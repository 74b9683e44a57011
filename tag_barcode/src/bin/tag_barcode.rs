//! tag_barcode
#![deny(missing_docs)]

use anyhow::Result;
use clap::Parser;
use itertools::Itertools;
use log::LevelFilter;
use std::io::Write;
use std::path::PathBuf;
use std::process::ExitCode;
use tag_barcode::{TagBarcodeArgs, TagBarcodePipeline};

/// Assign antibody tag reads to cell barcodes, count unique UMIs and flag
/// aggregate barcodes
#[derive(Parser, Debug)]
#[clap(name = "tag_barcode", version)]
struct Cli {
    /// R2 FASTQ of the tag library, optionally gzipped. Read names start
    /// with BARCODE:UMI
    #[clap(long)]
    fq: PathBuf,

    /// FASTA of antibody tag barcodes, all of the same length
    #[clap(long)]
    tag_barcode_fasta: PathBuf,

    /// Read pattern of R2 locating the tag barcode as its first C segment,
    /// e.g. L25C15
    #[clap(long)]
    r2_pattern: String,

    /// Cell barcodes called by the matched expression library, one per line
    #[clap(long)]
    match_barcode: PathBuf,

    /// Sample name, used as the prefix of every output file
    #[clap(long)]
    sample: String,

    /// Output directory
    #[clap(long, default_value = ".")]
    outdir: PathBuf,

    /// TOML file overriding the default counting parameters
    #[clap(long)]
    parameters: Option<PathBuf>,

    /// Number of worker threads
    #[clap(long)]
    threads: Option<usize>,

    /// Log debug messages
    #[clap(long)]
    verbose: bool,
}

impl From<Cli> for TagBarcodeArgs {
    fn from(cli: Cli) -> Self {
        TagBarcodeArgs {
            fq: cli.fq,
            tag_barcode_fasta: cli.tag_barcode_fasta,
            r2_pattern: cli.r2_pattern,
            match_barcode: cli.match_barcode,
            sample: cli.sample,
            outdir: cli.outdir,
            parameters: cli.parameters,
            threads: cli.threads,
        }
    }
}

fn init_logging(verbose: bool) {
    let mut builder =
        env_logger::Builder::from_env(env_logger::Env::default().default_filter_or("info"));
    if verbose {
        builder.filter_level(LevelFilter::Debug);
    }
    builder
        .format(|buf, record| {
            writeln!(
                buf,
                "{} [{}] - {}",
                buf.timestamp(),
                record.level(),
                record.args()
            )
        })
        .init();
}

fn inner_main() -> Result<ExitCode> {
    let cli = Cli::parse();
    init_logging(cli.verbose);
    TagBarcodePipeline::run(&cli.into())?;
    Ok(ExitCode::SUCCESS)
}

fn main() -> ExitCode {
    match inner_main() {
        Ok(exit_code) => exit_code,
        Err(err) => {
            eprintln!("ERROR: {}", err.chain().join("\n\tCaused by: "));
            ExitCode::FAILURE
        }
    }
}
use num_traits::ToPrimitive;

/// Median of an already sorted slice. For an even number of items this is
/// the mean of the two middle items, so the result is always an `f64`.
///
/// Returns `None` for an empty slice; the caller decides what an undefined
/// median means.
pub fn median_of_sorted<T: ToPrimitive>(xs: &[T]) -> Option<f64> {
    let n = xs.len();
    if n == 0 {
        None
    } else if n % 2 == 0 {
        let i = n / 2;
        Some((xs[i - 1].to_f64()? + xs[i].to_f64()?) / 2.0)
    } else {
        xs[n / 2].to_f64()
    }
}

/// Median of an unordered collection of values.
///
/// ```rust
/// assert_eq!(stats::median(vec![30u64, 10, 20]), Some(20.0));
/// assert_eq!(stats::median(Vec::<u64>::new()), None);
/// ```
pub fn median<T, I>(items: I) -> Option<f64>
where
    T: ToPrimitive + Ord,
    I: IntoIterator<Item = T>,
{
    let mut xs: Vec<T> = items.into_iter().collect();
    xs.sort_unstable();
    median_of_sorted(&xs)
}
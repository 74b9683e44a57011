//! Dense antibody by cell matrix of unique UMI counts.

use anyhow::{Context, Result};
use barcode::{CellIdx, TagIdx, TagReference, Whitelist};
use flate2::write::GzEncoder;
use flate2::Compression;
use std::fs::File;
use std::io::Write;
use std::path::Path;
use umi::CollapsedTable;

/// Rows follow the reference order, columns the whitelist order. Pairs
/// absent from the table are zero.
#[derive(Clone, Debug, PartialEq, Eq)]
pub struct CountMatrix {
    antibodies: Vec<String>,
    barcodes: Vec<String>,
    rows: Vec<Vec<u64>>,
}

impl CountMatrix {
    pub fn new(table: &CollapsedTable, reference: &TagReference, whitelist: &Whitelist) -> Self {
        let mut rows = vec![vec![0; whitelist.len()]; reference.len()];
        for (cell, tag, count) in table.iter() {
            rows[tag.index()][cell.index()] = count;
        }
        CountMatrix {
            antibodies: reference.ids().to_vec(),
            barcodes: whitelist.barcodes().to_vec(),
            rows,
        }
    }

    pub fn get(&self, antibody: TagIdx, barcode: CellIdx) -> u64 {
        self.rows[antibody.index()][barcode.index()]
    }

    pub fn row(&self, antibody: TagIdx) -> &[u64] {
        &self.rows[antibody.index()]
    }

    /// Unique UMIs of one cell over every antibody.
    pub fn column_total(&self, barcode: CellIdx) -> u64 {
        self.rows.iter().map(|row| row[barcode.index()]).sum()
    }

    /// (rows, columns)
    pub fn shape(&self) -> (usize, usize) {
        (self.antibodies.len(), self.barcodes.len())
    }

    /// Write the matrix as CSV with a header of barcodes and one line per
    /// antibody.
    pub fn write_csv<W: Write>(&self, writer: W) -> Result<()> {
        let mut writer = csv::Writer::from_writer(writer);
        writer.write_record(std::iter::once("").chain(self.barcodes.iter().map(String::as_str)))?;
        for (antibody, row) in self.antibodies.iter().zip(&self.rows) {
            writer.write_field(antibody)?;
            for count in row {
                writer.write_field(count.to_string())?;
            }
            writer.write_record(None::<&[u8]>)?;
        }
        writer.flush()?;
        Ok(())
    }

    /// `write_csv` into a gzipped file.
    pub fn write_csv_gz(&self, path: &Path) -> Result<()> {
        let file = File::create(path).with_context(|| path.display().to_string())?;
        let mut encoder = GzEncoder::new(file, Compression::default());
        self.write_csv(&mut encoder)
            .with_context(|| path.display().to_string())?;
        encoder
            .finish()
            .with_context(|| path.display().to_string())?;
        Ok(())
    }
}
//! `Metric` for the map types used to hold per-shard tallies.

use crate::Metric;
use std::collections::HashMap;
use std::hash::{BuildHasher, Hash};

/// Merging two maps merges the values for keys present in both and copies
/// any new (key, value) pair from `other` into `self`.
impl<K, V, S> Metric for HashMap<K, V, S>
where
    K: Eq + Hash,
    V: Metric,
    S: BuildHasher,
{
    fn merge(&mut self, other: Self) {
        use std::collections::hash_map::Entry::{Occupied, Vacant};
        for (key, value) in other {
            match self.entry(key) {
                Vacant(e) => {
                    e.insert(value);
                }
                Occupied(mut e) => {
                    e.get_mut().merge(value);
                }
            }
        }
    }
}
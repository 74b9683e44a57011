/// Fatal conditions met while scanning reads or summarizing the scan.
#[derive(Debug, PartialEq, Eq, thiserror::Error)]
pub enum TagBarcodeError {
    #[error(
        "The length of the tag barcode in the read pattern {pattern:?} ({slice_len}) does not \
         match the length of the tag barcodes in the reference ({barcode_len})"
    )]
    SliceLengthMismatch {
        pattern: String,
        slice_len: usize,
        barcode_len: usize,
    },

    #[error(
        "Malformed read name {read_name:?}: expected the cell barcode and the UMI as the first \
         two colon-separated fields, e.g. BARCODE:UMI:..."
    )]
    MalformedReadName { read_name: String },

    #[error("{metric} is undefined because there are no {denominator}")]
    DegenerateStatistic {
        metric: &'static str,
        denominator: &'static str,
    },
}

...

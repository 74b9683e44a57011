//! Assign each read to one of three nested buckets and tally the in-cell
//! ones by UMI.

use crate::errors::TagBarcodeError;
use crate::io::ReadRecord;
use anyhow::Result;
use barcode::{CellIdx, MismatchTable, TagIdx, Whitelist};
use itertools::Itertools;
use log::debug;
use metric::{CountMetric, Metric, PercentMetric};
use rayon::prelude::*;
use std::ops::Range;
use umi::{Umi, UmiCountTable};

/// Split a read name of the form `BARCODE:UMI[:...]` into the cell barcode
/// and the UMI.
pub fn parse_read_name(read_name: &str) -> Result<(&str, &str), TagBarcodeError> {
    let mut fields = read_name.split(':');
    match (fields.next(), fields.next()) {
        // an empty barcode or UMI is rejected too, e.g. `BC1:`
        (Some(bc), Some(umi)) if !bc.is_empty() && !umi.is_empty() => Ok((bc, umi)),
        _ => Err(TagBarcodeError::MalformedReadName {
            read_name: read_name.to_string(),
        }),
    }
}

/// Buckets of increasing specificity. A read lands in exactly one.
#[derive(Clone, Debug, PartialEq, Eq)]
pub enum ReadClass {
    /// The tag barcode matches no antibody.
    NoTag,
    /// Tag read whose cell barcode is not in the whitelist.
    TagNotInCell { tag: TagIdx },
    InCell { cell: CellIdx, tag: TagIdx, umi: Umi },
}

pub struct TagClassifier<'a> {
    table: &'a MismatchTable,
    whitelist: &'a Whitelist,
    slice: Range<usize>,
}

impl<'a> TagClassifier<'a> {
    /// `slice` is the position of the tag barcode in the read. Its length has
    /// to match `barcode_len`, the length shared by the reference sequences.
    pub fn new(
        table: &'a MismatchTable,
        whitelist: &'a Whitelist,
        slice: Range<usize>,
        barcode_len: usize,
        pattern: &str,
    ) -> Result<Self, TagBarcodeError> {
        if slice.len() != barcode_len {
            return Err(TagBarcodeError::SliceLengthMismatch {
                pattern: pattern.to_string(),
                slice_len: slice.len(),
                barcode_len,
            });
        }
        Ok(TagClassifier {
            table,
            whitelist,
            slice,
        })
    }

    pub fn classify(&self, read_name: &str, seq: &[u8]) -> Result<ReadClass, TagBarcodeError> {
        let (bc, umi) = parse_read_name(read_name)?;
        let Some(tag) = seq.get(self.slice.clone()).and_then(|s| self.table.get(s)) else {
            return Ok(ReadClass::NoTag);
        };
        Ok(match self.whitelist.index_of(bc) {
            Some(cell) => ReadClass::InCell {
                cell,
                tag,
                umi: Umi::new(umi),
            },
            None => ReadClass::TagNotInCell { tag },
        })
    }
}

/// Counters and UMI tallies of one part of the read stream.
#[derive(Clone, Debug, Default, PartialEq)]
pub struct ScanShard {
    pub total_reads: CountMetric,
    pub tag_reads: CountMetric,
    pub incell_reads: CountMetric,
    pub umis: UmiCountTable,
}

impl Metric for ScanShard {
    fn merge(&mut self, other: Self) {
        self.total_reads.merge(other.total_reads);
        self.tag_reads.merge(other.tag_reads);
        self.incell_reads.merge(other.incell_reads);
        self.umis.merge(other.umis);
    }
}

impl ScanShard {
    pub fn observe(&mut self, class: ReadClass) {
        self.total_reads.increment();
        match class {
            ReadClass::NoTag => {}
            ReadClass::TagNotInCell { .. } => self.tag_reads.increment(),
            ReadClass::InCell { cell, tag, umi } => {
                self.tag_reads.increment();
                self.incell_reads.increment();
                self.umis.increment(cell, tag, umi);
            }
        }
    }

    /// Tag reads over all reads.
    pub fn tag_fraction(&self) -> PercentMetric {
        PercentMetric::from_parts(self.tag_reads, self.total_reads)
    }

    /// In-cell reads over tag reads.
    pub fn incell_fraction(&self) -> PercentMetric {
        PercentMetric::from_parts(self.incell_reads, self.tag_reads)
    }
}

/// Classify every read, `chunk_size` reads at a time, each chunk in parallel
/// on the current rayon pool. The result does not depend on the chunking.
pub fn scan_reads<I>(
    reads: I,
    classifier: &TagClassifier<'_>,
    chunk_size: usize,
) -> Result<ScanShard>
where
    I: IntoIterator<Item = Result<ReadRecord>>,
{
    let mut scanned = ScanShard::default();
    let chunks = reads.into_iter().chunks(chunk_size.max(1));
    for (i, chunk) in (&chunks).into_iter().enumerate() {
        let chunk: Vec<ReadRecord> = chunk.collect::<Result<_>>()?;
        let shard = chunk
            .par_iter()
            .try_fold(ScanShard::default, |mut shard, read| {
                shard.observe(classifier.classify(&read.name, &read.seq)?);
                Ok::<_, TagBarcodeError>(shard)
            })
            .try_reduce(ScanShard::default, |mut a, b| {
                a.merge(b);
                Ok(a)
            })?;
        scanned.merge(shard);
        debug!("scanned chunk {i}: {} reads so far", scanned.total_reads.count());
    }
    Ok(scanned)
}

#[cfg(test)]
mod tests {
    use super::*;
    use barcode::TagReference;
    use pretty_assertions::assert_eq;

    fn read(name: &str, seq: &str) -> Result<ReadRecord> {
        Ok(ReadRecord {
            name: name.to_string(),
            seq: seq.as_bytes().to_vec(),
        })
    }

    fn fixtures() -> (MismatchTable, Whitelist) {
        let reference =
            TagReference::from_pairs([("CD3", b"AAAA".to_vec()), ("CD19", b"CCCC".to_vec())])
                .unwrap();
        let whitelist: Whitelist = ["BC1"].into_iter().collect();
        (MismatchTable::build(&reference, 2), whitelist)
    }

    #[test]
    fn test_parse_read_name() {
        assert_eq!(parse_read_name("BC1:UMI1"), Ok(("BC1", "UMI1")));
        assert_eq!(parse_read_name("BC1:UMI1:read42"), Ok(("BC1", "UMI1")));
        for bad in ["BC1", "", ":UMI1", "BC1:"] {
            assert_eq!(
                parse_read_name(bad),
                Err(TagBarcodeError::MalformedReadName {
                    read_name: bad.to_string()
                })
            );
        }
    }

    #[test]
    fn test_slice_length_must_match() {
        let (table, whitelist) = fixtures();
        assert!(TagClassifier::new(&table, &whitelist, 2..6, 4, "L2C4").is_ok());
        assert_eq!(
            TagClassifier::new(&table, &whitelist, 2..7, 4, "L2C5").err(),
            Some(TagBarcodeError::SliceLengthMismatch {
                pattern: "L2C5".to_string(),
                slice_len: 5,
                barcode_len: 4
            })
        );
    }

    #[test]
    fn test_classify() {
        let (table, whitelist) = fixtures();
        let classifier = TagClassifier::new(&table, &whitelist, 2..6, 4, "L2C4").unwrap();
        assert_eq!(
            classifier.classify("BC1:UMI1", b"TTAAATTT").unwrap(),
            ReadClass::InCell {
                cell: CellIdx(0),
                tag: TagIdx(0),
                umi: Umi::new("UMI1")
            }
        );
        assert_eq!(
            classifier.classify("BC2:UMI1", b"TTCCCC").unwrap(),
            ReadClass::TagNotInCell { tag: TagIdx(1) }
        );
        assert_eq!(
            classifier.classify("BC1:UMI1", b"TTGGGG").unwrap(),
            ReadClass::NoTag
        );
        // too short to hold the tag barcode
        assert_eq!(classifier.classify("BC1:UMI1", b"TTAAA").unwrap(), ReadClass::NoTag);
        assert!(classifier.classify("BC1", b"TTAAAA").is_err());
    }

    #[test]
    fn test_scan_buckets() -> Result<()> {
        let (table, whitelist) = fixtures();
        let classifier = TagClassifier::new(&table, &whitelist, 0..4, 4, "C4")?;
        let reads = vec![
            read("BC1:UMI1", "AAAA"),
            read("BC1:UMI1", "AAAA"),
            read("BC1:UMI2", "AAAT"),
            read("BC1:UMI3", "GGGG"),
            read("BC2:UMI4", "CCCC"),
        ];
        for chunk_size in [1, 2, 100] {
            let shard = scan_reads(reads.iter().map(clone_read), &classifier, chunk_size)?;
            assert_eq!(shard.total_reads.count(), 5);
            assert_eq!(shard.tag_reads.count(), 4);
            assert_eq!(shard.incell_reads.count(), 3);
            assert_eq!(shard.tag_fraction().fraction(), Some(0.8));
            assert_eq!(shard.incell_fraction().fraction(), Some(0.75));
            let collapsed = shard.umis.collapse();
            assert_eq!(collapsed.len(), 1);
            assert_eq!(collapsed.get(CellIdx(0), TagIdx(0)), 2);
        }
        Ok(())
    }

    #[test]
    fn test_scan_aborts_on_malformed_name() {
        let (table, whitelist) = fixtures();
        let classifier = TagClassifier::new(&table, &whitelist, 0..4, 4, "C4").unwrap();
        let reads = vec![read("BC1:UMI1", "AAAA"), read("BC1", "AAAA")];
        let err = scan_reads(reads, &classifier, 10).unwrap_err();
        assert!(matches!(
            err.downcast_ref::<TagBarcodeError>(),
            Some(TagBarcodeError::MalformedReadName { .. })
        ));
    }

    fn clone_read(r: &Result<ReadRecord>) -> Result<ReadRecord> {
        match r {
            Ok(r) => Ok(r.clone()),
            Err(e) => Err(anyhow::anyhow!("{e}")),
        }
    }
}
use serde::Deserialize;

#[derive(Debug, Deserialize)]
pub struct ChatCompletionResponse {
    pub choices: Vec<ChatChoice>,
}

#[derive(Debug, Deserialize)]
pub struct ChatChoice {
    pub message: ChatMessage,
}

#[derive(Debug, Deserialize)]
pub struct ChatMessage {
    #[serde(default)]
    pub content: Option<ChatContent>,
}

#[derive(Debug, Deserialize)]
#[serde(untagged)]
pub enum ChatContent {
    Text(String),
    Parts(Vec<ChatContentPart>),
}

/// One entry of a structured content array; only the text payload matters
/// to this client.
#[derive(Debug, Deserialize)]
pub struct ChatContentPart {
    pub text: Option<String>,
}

WHAT TO WORK ON >> From the listing, copy each line containing the word "does".

EXERCISE ANSWER >>
        "The length of the tag barcode in the read pattern {pattern:?} ({slice_len}) does not \
/// on the current rayon pool. The result does not depend on the chunking.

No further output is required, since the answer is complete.